Anyway, in my regular weekend scouring of record stores yesterday, found myself suddenly taking some interests at these stacks of quite unfamiliar albums by new indie artists. Went immediately into my obsessive-compulsive mentat mode in deciding which one to buy. Read the black sticker in front of each album that had nuggets of information about the artists and the songs. And in just a few seconds, my thoughts were transfixed on this album that the sticker described as dealing with isolation and the struggle of the individual to fit in. Themes that struck a chord or two. Went to a nearby internet shop to check out the artist’s blog.

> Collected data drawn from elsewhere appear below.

//! Onboarding HTTP Server
//!
//! Axum routes over [`OnboardingService`](onboarding_core::OnboardingService).
//! The binary in `main.rs` wires real capabilities; tests build the same
//! router over the in-memory backend and mocks.

pub mod config;
pub mod error;
pub mod handlers;
pub mod state;

use axum::{
    extract::Request,
    routing::{get, post},
    Router,
};
use tower_http::{
    cors::{Any, CorsLayer},
    trace::TraceLayer,
};

use crate::handlers::{
    commit, delete_session, get_session, health_check, initiate_payment, issue_code,
    payment_webhook, start, submit_business, verify_identity,
};
pub use crate::state::AppState;

/// Build the application router
pub fn router(state: AppState) -> Router {
    // CORS configuration
    let cors = CorsLayer::new()
        .allow_origin(Any)
        .allow_methods(Any)
        .allow_headers(Any);

    Router::new()
        // Health & info
        .route("/health", get(health_check))

        // Onboarding API
        .route("/api/onboarding/start", post(start))
        .route("/api/onboarding/email/code", post(issue_code))
        .route("/api/onboarding/verify-identity", post(verify_identity))
        .route("/api/onboarding/submit-business", post(submit_business))
        .route("/api/onboarding/initiate-payment", post(initiate_payment))
        .route("/api/onboarding/commit", post(commit))
        .route("/api/onboarding/session", get(get_session).delete(delete_session))

        // Payments
        .route("/webhook/payment", post(payment_webhook))

        .layer(cors)
        .layer(TraceLayer::new_for_http().make_span_with(request_span))
        .with_state(state)
}

/// Span for one request. Records the path only: the query string carries
/// the session token.
fn request_span(request: &Request) -> tracing::Span {
    tracing::info_span!(
        "request",
        method = %request.method(),
        path = %request.uri().path()
    )
}
//! Mock identity capabilities
//!
//! For testing and local development.

use std::collections::HashMap;
use std::sync::RwLock;
use std::time::Duration;

use async_trait::async_trait;

use super::{IdentityProvider, Notification, NotificationSink, VerifiedIdentity};
use crate::error::CapabilityError;

/// Records every notification instead of delivering it
#[derive(Debug, Default)]
pub struct MemoryNotificationSink {
    sent: RwLock<Vec<Notification>>,
    failing: RwLock<bool>,
}

impl MemoryNotificationSink {
    pub fn new() -> Self {
        Self::default()
    }

    /// Make subsequent sends fail with `Unavailable`
    pub fn set_failing(&self, failing: bool) {
        *self.failing.write().unwrap_or_else(std::sync::PoisonError::into_inner) = failing;
    }

    pub fn sent(&self) -> Vec<Notification> {
        self.sent
            .read()
            .unwrap_or_else(std::sync::PoisonError::into_inner)
            .clone()
    }

    /// Most recent verification code sent to `email`
    pub fn last_code_for(&self, email: &str) -> Option<String> {
        self.sent().into_iter().rev().find_map(|n| match n {
            Notification::VerificationCode { email: to, code, .. } if to == email => Some(code),
            _ => None,
        })
    }
}

#[async_trait]
impl NotificationSink for MemoryNotificationSink {
    async fn send(&self, notification: &Notification) -> Result<(), CapabilityError> {
        if *self.failing.read().unwrap_or_else(std::sync::PoisonError::into_inner) {
            return Err(CapabilityError::Unavailable("sink offline".into()));
        }
        self.sent
            .write()
            .unwrap_or_else(std::sync::PoisonError::into_inner)
            .push(notification.clone());
        Ok(())
    }
}

/// Identity provider answering from a fixed assertion table
#[derive(Debug, Default)]
pub struct StaticIdentityProvider {
    identities: HashMap<String, VerifiedIdentity>,
    delay: Option<Duration>,
}

impl StaticIdentityProvider {
    pub fn new() -> Self {
        Self::default()
    }

    #[must_use]
    pub fn with_identity(mut self, assertion: impl Into<String>, identity: VerifiedIdentity) -> Self {
        self.identities.insert(assertion.into(), identity);
        self
    }

    /// Sleep before answering (for timeout tests)
    #[must_use]
    pub const fn with_delay(mut self, delay: Duration) -> Self {
        self.delay = Some(delay);
        self
    }
}

#[async_trait]
impl IdentityProvider for StaticIdentityProvider {
    async fn resolve(&self, assertion: &str) -> Result<VerifiedIdentity, CapabilityError> {
        if let Some(delay) = self.delay {
            tokio::time::sleep(delay).await;
        }
        self.identities
            .get(assertion)
            .cloned()
            .ok_or_else(|| CapabilityError::Rejected("unknown assertion".into()))
    }

    fn name(&self) -> &str {
        "static"
    }
}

Some minutes later, had a copy of How to Swim and Live, which is supposed to be Little Name’s debut album. Contrary to my gut notion, the album was not the work of a band. Little Name is probably as much as to Lee Barker of Liverpool as The Martian is to this blog’s author. And the angst is not that obvious the first time you listen to the songs. The melodies are unabashedly pop with some jazzy guitar, synth, and trumpet sequences mixed in. Result: tunes that are like 60s tracks by Burt Bacharach, sucked into a wormhole and ejected to an early period.
As with any work that tries to pack in some substance, the real secret though is in the lyrics. It gives a crisp description of alienation. It has that distinctive sarcastic color. Sometimes, it's depressing. Which all contrast sharply with the cute tunes one hears from the album. My favorite lines are from track 8, Nobody Loves You:
I always thought that it would be much easier,
To get away with murder,
Than to get through you.
I thought someday, we'd put our
And run away to Ambleside,
Raise chickens by the lake.
Nobody loves you,
And it's easy to see why,
Nobody wants you baby,
And it's all because of lies,
And your tissue thin disguise,
That hides who you really are.
Just a few playback and found myself already singing the chorus line. Talk about stickiness factor. Lee Barker’s easy-going rhythm makes everything quite chewable though, as if you can stay forever above the murk. Which is enough to make How to Swim and Live one of those remarkable first efforts. And Little Name an artist to watch in the coming years.